I won't be doing any dying just yet, you mark my words. Somebody has to be the matinee villain round these parts after all. Especially to counterbalance the current crop of Blue Peter presenter-style mods.
 
What a trainwreck of a work trip this has been, leaving tomorrow and I haven't managed to do anything, doubt they'll even pay me.

So what's popping?

The other night I found this bar, very cool alternative type of place and the owners(three lads) were brilliant, drank lots of ales and they smoked me up with hash and some of the strongest weed I ever tried, the guy went to buy it just for me, he was like yeah man you need to try Israeli holy ganja best in the world. I had three or four tokes of that first spliff and I was twatted. Stumbled my way back to the hotel, was cool. They were like a hybrid of druggie hippie and fanatical nationalist, the last time I had such great conversation about the muzzies was with a fat bald head cabbie in East London many moons back.
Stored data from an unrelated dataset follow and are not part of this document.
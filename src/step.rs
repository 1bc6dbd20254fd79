//! Step data model for selfcheck.
//!
//! A `Step` is the unit of work: an opaque shell command with a tier,
//! severity, category, timeout, and dependency list. Steps are constructed
//! once from a declarative `StepSpec` (YAML or in-memory) via the validating
//! factory `Step::from_spec` and are immutable afterwards.

use crate::error::{Result, SelfcheckError};
use serde::{Deserialize, Serialize};

/// Default timeout for a step, in seconds.
pub const DEFAULT_TIMEOUT_SECS: u64 = 60;

/// Blocking tier of a step.
///
/// KERNEL failures always fail the run; GOVERNANCE failures block in strict
/// mode but only degrade in degraded mode; OPTIONAL failures never block.
#[derive(Debug, Clone, Copy, PartialEq, Eq, Hash, Serialize, Deserialize)]
#[serde(rename_all = "snake_case")]
pub enum Tier {
    Kernel,
    Governance,
    Optional,
}

impl Tier {
    /// Parse a tier from a string.
    #[allow(clippy::should_implement_trait)]
    pub fn from_str(s: &str) -> Option<Self> {
        match s {
            "kernel" => Some(Self::Kernel),
            "governance" => Some(Self::Governance),
            "optional" => Some(Self::Optional),
            _ => None,
        }
    }
}

impl std::fmt::Display for Tier {
    fn fmt(&self, f: &mut std::fmt::Formatter<'_>) -> std::fmt::Result {
        match self {
            Tier::Kernel => write!(f, "kernel"),
            Tier::Governance => write!(f, "governance"),
            Tier::Optional => write!(f, "optional"),
        }
    }
}

/// Informational severity of a step, independent of blocking behavior.
#[derive(Debug, Clone, Copy, PartialEq, Eq, Hash, Serialize, Deserialize, Default)]
#[serde(rename_all = "snake_case")]
pub enum Severity {
    Critical,
    #[default]
    Warning,
    Info,
}

impl Severity {
    /// Parse a severity from a string.
    #[allow(clippy::should_implement_trait)]
    pub fn from_str(s: &str) -> Option<Self> {
        match s {
            "critical" => Some(Self::Critical),
            "warning" => Some(Self::Warning),
            "info" => Some(Self::Info),
            _ => None,
        }
    }
}

impl std::fmt::Display for Severity {
    fn fmt(&self, f: &mut std::fmt::Formatter<'_>) -> std::fmt::Result {
        match self {
            Severity::Critical => write!(f, "critical"),
            Severity::Warning => write!(f, "warning"),
            Severity::Info => write!(f, "info"),
        }
    }
}

/// Informational category of a step.
#[derive(Debug, Clone, Copy, PartialEq, Eq, Hash, Serialize, Deserialize, Default)]
#[serde(rename_all = "snake_case")]
pub enum Category {
    Security,
    Performance,
    #[default]
    Correctness,
    Governance,
}

impl Category {
    /// Parse a category from a string.
    #[allow(clippy::should_implement_trait)]
    pub fn from_str(s: &str) -> Option<Self> {
        match s {
            "security" => Some(Self::Security),
            "performance" => Some(Self::Performance),
            "correctness" => Some(Self::Correctness),
            "governance" => Some(Self::Governance),
            _ => None,
        }
    }
}

impl std::fmt::Display for Category {
    fn fmt(&self, f: &mut std::fmt::Formatter<'_>) -> std::fmt::Result {
        match self {
            Category::Security => write!(f, "security"),
            Category::Performance => write!(f, "performance"),
            Category::Correctness => write!(f, "correctness"),
            Category::Governance => write!(f, "governance"),
        }
    }
}

/// Terminal status of a step.
///
/// The executor produces PASS, FAIL, and TIMEOUT; SKIP is assigned only by
/// the run coordinator when a dependency did not pass.
#[derive(Debug, Clone, Copy, PartialEq, Eq, Hash, Serialize, Deserialize)]
#[serde(rename_all = "UPPERCASE")]
pub enum StepStatus {
    Pass,
    Fail,
    Skip,
    Timeout,
}

impl std::fmt::Display for StepStatus {
    fn fmt(&self, f: &mut std::fmt::Formatter<'_>) -> std::fmt::Result {
        match self {
            StepStatus::Pass => write!(f, "PASS"),
            StepStatus::Fail => write!(f, "FAIL"),
            StepStatus::Skip => write!(f, "SKIP"),
            StepStatus::Timeout => write!(f, "TIMEOUT"),
        }
    }
}

/// Command field of a step spec: a single shell string, or a list of
/// commands normalized by joining with `&&`.
#[derive(Debug, Clone, Serialize, Deserialize)]
#[serde(untagged)]
pub enum CommandSpec {
    Single(String),
    List(Vec<String>),
}

impl CommandSpec {
    /// Normalize into a single shell command string.
    pub fn normalize(&self) -> String {
        match self {
            CommandSpec::Single(s) => s.trim().to_string(),
            CommandSpec::List(parts) => parts
                .iter()
                .map(|s| s.trim())
                .filter(|s| !s.is_empty())
                .collect::<Vec<_>>()
                .join(" && "),
        }
    }
}

/// Declarative step specification as it appears in YAML or is constructed
/// programmatically. Loosely typed on purpose: the validating factory
/// `Step::from_spec` rejects malformed input with specific messages instead
/// of opaque deserialization errors.
#[derive(Debug, Clone, Default, Serialize, Deserialize)]
#[serde(default)]
pub struct StepSpec {
    pub id: String,
    pub tier: Option<String>,
    pub command: Option<CommandSpec>,
    pub description: String,
    pub severity: Option<String>,
    pub category: Option<String>,
    pub timeout: Option<u64>,
    pub dependencies: Vec<String>,
    pub allow_fail_in_degraded: bool,
}

impl StepSpec {
    /// Convenience constructor for programmatic step sets (tests, builtins).
    pub fn new(id: &str, tier: &str, command: &str) -> Self {
        Self {
            id: id.to_string(),
            tier: Some(tier.to_string()),
            command: Some(CommandSpec::Single(command.to_string())),
            ..Default::default()
        }
    }

    /// Add a dependency on another step id.
    pub fn depends_on(mut self, dep: &str) -> Self {
        self.dependencies.push(dep.to_string());
        self
    }

    /// Override the step timeout in seconds.
    pub fn with_timeout(mut self, secs: u64) -> Self {
        self.timeout = Some(secs);
        self
    }
}

/// A validated, immutable unit of work.
#[derive(Debug, Clone, Serialize)]
pub struct Step {
    /// Unique identifier across the registry.
    pub id: String,
    /// Blocking tier.
    pub tier: Tier,
    /// Informational severity.
    pub severity: Severity,
    /// Informational category.
    pub category: Category,
    /// Opaque shell command (list input already joined with `&&`).
    pub command: String,
    /// Free-text description.
    pub description: String,
    /// Wall-clock timeout in seconds.
    pub timeout: u64,
    /// Ids of steps that must have passed before this step runs.
    pub dependencies: Vec<String>,
    /// In degraded mode, report this step's failure at warning severity
    /// instead of its declared severity.
    pub allow_fail_in_degraded: bool,
}

impl Step {
    /// Validating factory: construct a `Step` from a declarative spec.
    ///
    /// Rejects missing or empty `id`/`command`, a missing `tier` field, and
    /// unrecognized tier/severity/category values. `timeout` must be positive.
    pub fn from_spec(spec: &StepSpec) -> Result<Self> {
        if spec.id.trim().is_empty() {
            return Err(SelfcheckError::ConfigError(
                "step must have a non-empty 'id' field".to_string(),
            ));
        }
        let id = spec.id.trim().to_string();

        let tier_str = spec.tier.as_deref().ok_or_else(|| {
            SelfcheckError::ConfigError(format!("step '{}' must have a 'tier' field", id))
        })?;
        let tier = Tier::from_str(tier_str).ok_or_else(|| {
            SelfcheckError::ConfigError(format!(
                "Invalid tier '{}' for step '{}' (expected kernel, governance, or optional)",
                tier_str, id
            ))
        })?;

        let command = spec
            .command
            .as_ref()
            .map(CommandSpec::normalize)
            .unwrap_or_default();
        if command.is_empty() {
            return Err(SelfcheckError::ConfigError(format!(
                "step '{}' must have a non-empty 'command' field",
                id
            )));
        }

        let severity = match spec.severity.as_deref() {
            None => Severity::default(),
            Some(s) => Severity::from_str(s).ok_or_else(|| {
                SelfcheckError::ConfigError(format!(
                    "Invalid severity '{}' for step '{}' (expected critical, warning, or info)",
                    s, id
                ))
            })?,
        };

        let category = match spec.category.as_deref() {
            None => Category::default(),
            Some(s) => Category::from_str(s).ok_or_else(|| {
                SelfcheckError::ConfigError(format!(
                    "Invalid category '{}' for step '{}' \
                     (expected security, performance, correctness, or governance)",
                    s, id
                ))
            })?,
        };

        let timeout = spec.timeout.unwrap_or(DEFAULT_TIMEOUT_SECS);
        if timeout == 0 {
            return Err(SelfcheckError::ConfigError(format!(
                "step '{}' timeout must be greater than 0",
                id
            )));
        }

        Ok(Step {
            id,
            tier,
            severity,
            category,
            command,
            description: spec.description.clone(),
            timeout,
            dependencies: spec
                .dependencies
                .iter()
                .map(|d| d.trim().to_string())
                .collect(),
            allow_fail_in_degraded: spec.allow_fail_in_degraded,
        })
    }
}

/// Outcome of executing (or skipping) one step.
///
/// Tier, severity, and category are echoed from the step so reporting does
/// not need a registry lookup.
#[derive(Debug, Clone, Serialize, Deserialize)]
pub struct StepResult {
    pub step_id: String,
    pub status: StepStatus,
    pub duration_ms: u64,
    pub output: String,
    pub error: String,
    pub exit_code: Option<i32>,
    pub tier: Tier,
    pub severity: Severity,
    pub category: Category,
}

impl StepResult {
    fn base(step: &Step, status: StepStatus) -> Self {
        Self {
            step_id: step.id.clone(),
            status,
            duration_ms: 0,
            output: String::new(),
            error: String::new(),
            exit_code: None,
            tier: step.tier,
            severity: step.severity,
            category: step.category,
        }
    }

    /// A passing result.
    pub fn pass(step: &Step, duration_ms: u64, output: String) -> Self {
        Self {
            duration_ms,
            output,
            exit_code: Some(0),
            ..Self::base(step, StepStatus::Pass)
        }
    }

    /// A failing result (nonzero exit or spawn error).
    pub fn fail(
        step: &Step,
        duration_ms: u64,
        output: String,
        error: String,
        exit_code: Option<i32>,
    ) -> Self {
        Self {
            duration_ms,
            output,
            error,
            exit_code,
            ..Self::base(step, StepStatus::Fail)
        }
    }

    /// A timed-out result. The error message always contains "Timeout" so
    /// downstream consumers can distinguish it from a generic failure.
    pub fn timeout(step: &Step, duration_ms: u64, output: String) -> Self {
        Self {
            duration_ms,
            output,
            error: format!("Timeout after {}s", step.timeout),
            ..Self::base(step, StepStatus::Timeout)
        }
    }

    /// A skipped result, assigned by the coordinator when a dependency did
    /// not pass.
    pub fn skip(step: &Step, reason: String) -> Self {
        Self {
            error: reason,
            ..Self::base(step, StepStatus::Skip)
        }
    }
}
Wicked night I had, sad to leave tomorrow
 
I drank a can of kosher Coke (made by the Israeli state bottling company) whilst on mushrooms once.

Dunno if it was the mushrooms or the blessings of the rabbis, but that shit was like nectar! I'd love to try the dope, but I imagine that doesn't receive the same rabbinical blessings.

Sounds like a good night, possibly dubious conversations about 'muzzies' aside.
 
Bit late to the party but I've just switched a utility bill for the first time and allegedly saved £270. Fuck me that's a decent amount of money. Stuff your 8.2% increase SSE.
 
That's a result SHM,a good saving indeed. My flat is on a key meter which we usually put £10 electric on each week and probably use about £6 or so of that each week.
 
I do miss having a nice spliff but last time I did I ended up having a panic attack.
Used to smoke everyday years back but it just makes me paranoid now if I have even a little smoke.
 
Sentences like that make me grateful for having never picked up a weed habit.

So much money, so much time, so much unnecessary stress, anxiety, paranoia...

...And so much fucking unfiltered tobacco.
 
Get some beer in. Usually does the trick when I'm craving/suddenly run out of drugs.